+++ Data extracts +++

//! The contract a formula front end requires from a sheet engine.
//!
//! The engine owns the authoritative state: every cell's token buffer, the
//! edit status, and the working cell. Front ends only call these operations
//! and re-read the results.

use crate::engine::CellRef;
use crate::error::Result;

/// Display text for every cell of a sheet, stored row-major.
#[derive(Clone, Debug, Default, PartialEq, Eq)]
pub struct SheetDisplay {
    columns: usize,
    rows: usize,
    cells: Vec<String>,
}

impl SheetDisplay {
    /// A sheet of the given size with every cell blank.
    pub fn new(columns: usize, rows: usize) -> Self {
        SheetDisplay {
            columns,
            rows,
            cells: vec![String::new(); columns.saturating_mul(rows)],
        }
    }

    pub fn columns(&self) -> usize {
        self.columns
    }

    pub fn rows(&self) -> usize {
        self.rows
    }

    fn index(&self, cell: CellRef) -> Option<usize> {
        cell.within(self.columns, self.rows)
            .then(|| cell.row * self.columns + cell.col)
    }

    pub fn get(&self, cell: CellRef) -> Option<&str> {
        self.index(cell).map(|i| self.cells[i].as_str())
    }

    /// Look up a cell by its A1 label.
    pub fn get_label(&self, label: &str) -> Option<&str> {
        CellRef::parse(label).and_then(|cell| self.get(cell))
    }

    /// Set the text of one cell. Returns false if the cell is outside the sheet.
    pub fn set(&mut self, cell: CellRef, text: impl Into<String>) -> bool {
        match self.index(cell) {
            Some(i) => {
                self.cells[i] = text.into();
                true
            }
            None => false,
        }
    }

    /// The display strings of one row, left to right.
    pub fn row(&self, row: usize) -> Option<&[String]> {
        if row >= self.rows {
            return None;
        }
        let start = row * self.columns;
        Some(&self.cells[start..start + self.columns])
    }

    /// Every cell with its display text, row by row.
    pub fn iter(&self) -> impl Iterator<Item = (CellRef, &str)> {
        let columns = self.columns.max(1);
        self.cells
            .iter()
            .enumerate()
            .map(move |(i, text)| (CellRef::new(i % columns, i / columns), text.as_str()))
    }
}

/// Operations a sheet engine exposes to the formula editor.
///
/// Queries take `&self`; mutations take `&mut self` and must have settled
/// when they return.
pub trait SheetEngine {
    /// Formula text of the working cell.
    fn formula_string(&self) -> Result<String>;

    /// Computed, displayable result of the working cell.
    fn result_string(&self) -> Result<String>;

    /// Display text for every cell.
    fn sheet_display(&self) -> Result<SheetDisplay>;

    /// Human-readable status derived from the edit status.
    fn edit_status_string(&self) -> Result<String>;

    /// Label of the working cell.
    fn working_cell_label(&self) -> Result<String>;

    fn edit_status(&self) -> Result<bool>;

    fn set_edit_status(&mut self, editing: bool) -> Result<()>;

    /// Append a token to the working cell's formula.
    fn add_token(&mut self, token: &str) -> Result<()>;

    /// Remove the last token of the working cell's formula. No-op when empty.
    fn remove_token(&mut self) -> Result<()>;

    /// Empty the working cell's formula.
    fn clear_formula(&mut self) -> Result<()>;

    /// Append a reference to `label` to the working cell's formula.
    fn add_cell(&mut self, label: &str) -> Result<()>;

    fn set_working_cell_by_label(&mut self, label: &str) -> Result<()>;

    /// End the session. Engines that hold no resources keep the default.
    fn close(&mut self) -> Result<()> {
        Ok(())
    }
}

impl<E: SheetEngine + ?Sized> SheetEngine for Box<E> {
    fn formula_string(&self) -> Result<String> {
        (**self).formula_string()
    }

    fn result_string(&self) -> Result<String> {
        (**self).result_string()
    }

    fn sheet_display(&self) -> Result<SheetDisplay> {
        (**self).sheet_display()
    }

    fn edit_status_string(&self) -> Result<String> {
        (**self).edit_status_string()
    }

    fn working_cell_label(&self) -> Result<String> {
        (**self).working_cell_label()
    }

    fn edit_status(&self) -> Result<bool> {
        (**self).edit_status()
    }

    fn set_edit_status(&mut self, editing: bool) -> Result<()> {
        (**self).set_edit_status(editing)
    }

    fn add_token(&mut self, token: &str) -> Result<()> {
        (**self).add_token(token)
    }

    fn remove_token(&mut self) -> Result<()> {
        (**self).remove_token()
    }

    fn clear_formula(&mut self) -> Result<()> {
        (**self).clear_formula()
    }

    fn add_cell(&mut self, label: &str) -> Result<()> {
        (**self).add_cell(label)
    }

    fn set_working_cell_by_label(&mut self, label: &str) -> Result<()> {
        (**self).set_working_cell_by_label(label)
    }

    fn close(&mut self) -> Result<()> {
        (**self).close()
    }
}

#[cfg(test)]
mod tests {
    use super::*;

    #[test]
    fn test_sheet_display_lookup_by_label() {
        let mut display = SheetDisplay::new(3, 2);
        assert!(display.set(CellRef::new(2, 1), "42"));
        assert_eq!(display.get_label("C2"), Some("42"));
        assert_eq!(display.get_label("A1"), Some(""));
        assert_eq!(display.get_label("D1"), None);
        assert_eq!(display.get_label("not a cell"), None);
    }

    #[test]
    fn test_sheet_display_rejects_out_of_range_set() {
        let mut display = SheetDisplay::new(2, 2);
        assert!(!display.set(CellRef::new(2, 0), "x"));
        assert!(display.iter().all(|(_, text)| text.is_empty()));
    }

    #[test]
    fn test_sheet_display_iterates_row_major() {
        let display = SheetDisplay::new(2, 2);
        let labels: Vec<String> = display.iter().map(|(c, _)| c.to_string()).collect();
        assert_eq!(labels, vec!["A1", "B1", "A2", "B2"]);
        assert_eq!(display.row(1).map(|r| r.len()), Some(2));
        assert!(display.row(2).is_none());
    }
}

+++

Instructions for the task:
The full listing above needs to be output exactly.

Result below:
//! The contract a formula front end requires from a sheet engine.
//!
//! The engine owns the authoritative state: every cell's token buffer, the
//! edit status, and the working cell. Front ends only call these operations
//! and re-read the results.

use crate::engine::CellRef;
use crate::error::Result;

/// Display text for every cell of a sheet, stored row-major.
#[derive(Clone, Debug, Default, PartialEq, Eq)]
pub struct SheetDisplay {
    columns: usize,
    rows: usize,
    cells: Vec<String>,
}

impl SheetDisplay {
    /// A sheet of the given size with every cell blank.
    pub fn new(columns: usize, rows: usize) -> Self {
        SheetDisplay {
            columns,
            rows,
            cells: vec![String::new(); columns.saturating_mul(rows)],
        }
    }

    pub fn columns(&self) -> usize {
        self.columns
    }

    pub fn rows(&self) -> usize {
        self.rows
    }

    fn index(&self, cell: CellRef) -> Option<usize> {
        cell.within(self.columns, self.rows)
            .then(|| cell.row * self.columns + cell.col)
    }

    pub fn get(&self, cell: CellRef) -> Option<&str> {
        self.index(cell).map(|i| self.cells[i].as_str())
    }

    /// Look up a cell by its A1 label.
    pub fn get_label(&self, label: &str) -> Option<&str> {
        CellRef::parse(label).and_then(|cell| self.get(cell))
    }

    /// Set the text of one cell. Returns false if the cell is outside the sheet.
    pub fn set(&mut self, cell: CellRef, text: impl Into<String>) -> bool {
        match self.index(cell) {
            Some(i) => {
                self.cells[i] = text.into();
                true
            }
            None => false,
        }
    }

    /// The display strings of one row, left to right.
    pub fn row(&self, row: usize) -> Option<&[String]> {
        if row >= self.rows {
            return None;
        }
        let start = row * self.columns;
        Some(&self.cells[start..start + self.columns])
    }

    /// Every cell with its display text, row by row.
    pub fn iter(&self) -> impl Iterator<Item = (CellRef, &str)> {
        let columns = self.columns.max(1);
        self.cells
            .iter()
            .enumerate()
            .map(move |(i, text)| (CellRef::new(i % columns, i / columns), text.as_str()))
    }
}

/// Operations a sheet engine exposes to the formula editor.
///
/// Queries take `&self`; mutations take `&mut self` and must have settled
/// when they return.
pub trait SheetEngine {
    /// Formula text of the working cell.
    fn formula_string(&self) -> Result<String>;

    /// Computed, displayable result of the working cell.
    fn result_string(&self) -> Result<String>;

    /// Display text for every cell.
    fn sheet_display(&self) -> Result<SheetDisplay>;

    /// Human-readable status derived from the edit status.
    fn edit_status_string(&self) -> Result<String>;

    /// Label of the working cell.
    fn working_cell_label(&self) -> Result<String>;

    fn edit_status(&self) -> Result<bool>;

    fn set_edit_status(&mut self, editing: bool) -> Result<()>;

    /// Append a token to the working cell's formula.
    fn add_token(&mut self, token: &str) -> Result<()>;

    /// Remove the last token of the working cell's formula. No-op when empty.
    fn remove_token(&mut self) -> Result<()>;

    /// Empty the working cell's formula.
    fn clear_formula(&mut self) -> Result<()>;

    /// Append a reference to `label` to the working cell's formula.
    fn add_cell(&mut self, label: &str) -> Result<()>;

    fn set_working_cell_by_label(&mut self, label: &str) -> Result<()>;

    /// End the session. Engines that hold no resources keep the default.
    fn close(&mut self) -> Result<()> {
        Ok(())
    }
}

impl<E: SheetEngine + ?Sized> SheetEngine for Box<E> {
    fn formula_string(&self) -> Result<String> {
        (**self).formula_string()
    }

    fn result_string(&self) -> Result<String> {
        (**self).result_string()
    }

    fn sheet_display(&self) -> Result<SheetDisplay> {
        (**self).sheet_display()
    }

    fn edit_status_string(&self) -> Result<String> {
        (**self).edit_status_string()
    }

    fn working_cell_label(&self) -> Result<String> {
        (**self).working_cell_label()
    }

    fn edit_status(&self) -> Result<bool> {
        (**self).edit_status()
    }

    fn set_edit_status(&mut self, editing: bool) -> Result<()> {
        (**self).set_edit_status(editing)
    }

    fn add_token(&mut self, token: &str) -> Result<()> {
        (**self).add_token(token)
    }

    fn remove_token(&mut self) -> Result<()> {
        (**self).remove_token()
    }

    fn clear_formula(&mut self) -> Result<()> {
        (**self).clear_formula()
    }

    fn add_cell(&mut self, label: &str) -> Result<()> {
        (**self).add_cell(label)
    }

    fn set_working_cell_by_label(&mut self, label: &str) -> Result<()> {
        (**self).set_working_cell_by_label(label)
    }

    fn close(&mut self) -> Result<()> {
        (**self).close()
    }
}

#[cfg(test)]
mod tests {
    use super::*;

    #[test]
    fn test_sheet_display_lookup_by_label() {
        let mut display = SheetDisplay::new(3, 2);
        assert!(display.set(CellRef::new(2, 1), "42"));
        assert_eq!(display.get_label("C2"), Some("42"));
        assert_eq!(display.get_label("A1"), Some(""));
        assert_eq!(display.get_label("D1"), None);
        assert_eq!(display.get_label("not a cell"), None);
    }

    #[test]
    fn test_sheet_display_rejects_out_of_range_set() {
        let mut display = SheetDisplay::new(2, 2);
        assert!(!display.set(CellRef::new(2, 0), "x"));
        assert!(display.iter().all(|(_, text)| text.is_empty()));
    }

    #[test]
    fn test_sheet_display_iterates_row_major() {
        let display = SheetDisplay::new(2, 2);
        let labels: Vec<String> = display.iter().map(|(c, _)| c.to_string()).collect();
        assert_eq!(labels, vec!["A1", "B1", "A2", "B2"]);
        assert_eq!(display.row(1).map(|r| r.len()), Some(2));
        assert!(display.row(2).is_none());
    }
}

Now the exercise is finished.